- TASK DETAILS: Please retype the listing below, matching every line exactly.

+++

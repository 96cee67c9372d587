use super::{Endpoint, EndpointKind};
use crate::error::FetchError;
use crate::mapper::Record;
use crate::metrics::{Gauge, Histogram, Target};
use crate::upstream::responses::{CategoriesResponse, MetricField};
use crate::upstream::TimeWindow;

fn require_categories(response: &CategoriesResponse) -> Result<(), FetchError> {
    match response.categories {
        Some(_) => Ok(()),
        None => Err(FetchError::Incomplete("categories")),
    }
}

fn category_records(response: &CategoriesResponse, metric: MetricField) -> Vec<Record> {
    response
        .categories
        .iter()
        .flatten()
        .map(|c| Record::new(c.name.clone(), c.metrics.get(metric)))
        .collect()
}

/// `analytical/top100`: today's busiest paths.
#[derive(Debug, Clone, Copy, Default)]
pub struct TopPaths;

impl Endpoint for TopPaths {
    type Response = CategoriesResponse;

    fn kind(&self) -> EndpointKind {
        EndpointKind::TopPaths
    }

    fn path(&self) -> &'static str {
        "/reports/v1/analytical/top100"
    }

    fn window(&self) -> TimeWindow {
        TimeWindow::Date
    }

    fn metric(&self) -> MetricField {
        MetricField::RealtimeRequests
    }

    fn target(&self) -> Target {
        Target::Gauge(Gauge::RequestsByPath)
    }

    fn histogram(&self) -> Option<Histogram> {
        Some(Histogram::RequestsTotal)
    }

    fn validate(&self, response: &CategoriesResponse) -> Result<(), FetchError> {
        require_categories(response)
    }

    fn records(&self, response: &CategoriesResponse) -> Vec<Record> {
        category_records(response, self.metric())
    }
}

/// `analytical/httpstatuses`: today's requests per status code.
#[derive(Debug, Clone, Copy, Default)]
pub struct HttpStatuses;

impl Endpoint for HttpStatuses {
    type Response = CategoriesResponse;

    fn kind(&self) -> EndpointKind {
        EndpointKind::HttpStatuses
    }

    fn path(&self) -> &'static str {
        "/reports/v1/analytical/httpstatuses"
    }

    fn window(&self) -> TimeWindow {
        TimeWindow::FullDay
    }

    fn metric(&self) -> MetricField {
        MetricField::RealtimeRequests
    }

    fn target(&self) -> Target {
        Target::Gauge(Gauge::RequestsByCode)
    }

    fn validate(&self, response: &CategoriesResponse) -> Result<(), FetchError> {
        require_categories(response)
    }

    fn records(&self, response: &CategoriesResponse) -> Vec<Record> {
        category_records(response, self.metric())
    }
}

+++

- EXERCISE ANSWER:
repository 96cee67c9372d587
use super::{Endpoint, EndpointKind};
use crate::error::FetchError;
use crate::mapper::Record;
use crate::metrics::{Gauge, Histogram, Target};
use crate::upstream::responses::{CategoriesResponse, MetricField};
use crate::upstream::TimeWindow;

fn require_categories(response: &CategoriesResponse) -> Result<(), FetchError> {
    match response.categories {
        Some(_) => Ok(()),
        None => Err(FetchError::Incomplete("categories")),
    }
}

fn category_records(response: &CategoriesResponse, metric: MetricField) -> Vec<Record> {
    response
        .categories
        .iter()
        .flatten()
        .map(|c| Record::new(c.name.clone(), c.metrics.get(metric)))
        .collect()
}

/// `analytical/top100`: today's busiest paths.
#[derive(Debug, Clone, Copy, Default)]
pub struct TopPaths;

impl Endpoint for TopPaths {
    type Response = CategoriesResponse;

    fn kind(&self) -> EndpointKind {
        EndpointKind::TopPaths
    }

    fn path(&self) -> &'static str {
        "/reports/v1/analytical/top100"
    }

    fn window(&self) -> TimeWindow {
        TimeWindow::Date
    }

    fn metric(&self) -> MetricField {
        MetricField::RealtimeRequests
    }

    fn target(&self) -> Target {
        Target::Gauge(Gauge::RequestsByPath)
    }

    fn histogram(&self) -> Option<Histogram> {
        Some(Histogram::RequestsTotal)
    }

    fn validate(&self, response: &CategoriesResponse) -> Result<(), FetchError> {
        require_categories(response)
    }

    fn records(&self, response: &CategoriesResponse) -> Vec<Record> {
        category_records(response, self.metric())
    }
}

/// `analytical/httpstatuses`: today's requests per status code.
#[derive(Debug, Clone, Copy, Default)]
pub struct HttpStatuses;

impl Endpoint for HttpStatuses {
    type Response = CategoriesResponse;

    fn kind(&self) -> EndpointKind {
        EndpointKind::HttpStatuses
    }

    fn path(&self) -> &'static str {
        "/reports/v1/analytical/httpstatuses"
    }

    fn window(&self) -> TimeWindow {
        TimeWindow::FullDay
    }

    fn metric(&self) -> MetricField {
        MetricField::RealtimeRequests
    }

    fn target(&self) -> Target {
        Target::Gauge(Gauge::RequestsByCode)
    }

    fn validate(&self, response: &CategoriesResponse) -> Result<(), FetchError> {
        require_categories(response)
    }

    fn records(&self, response: &CategoriesResponse) -> Vec<Record> {
        category_records(response, self.metric())
    }
}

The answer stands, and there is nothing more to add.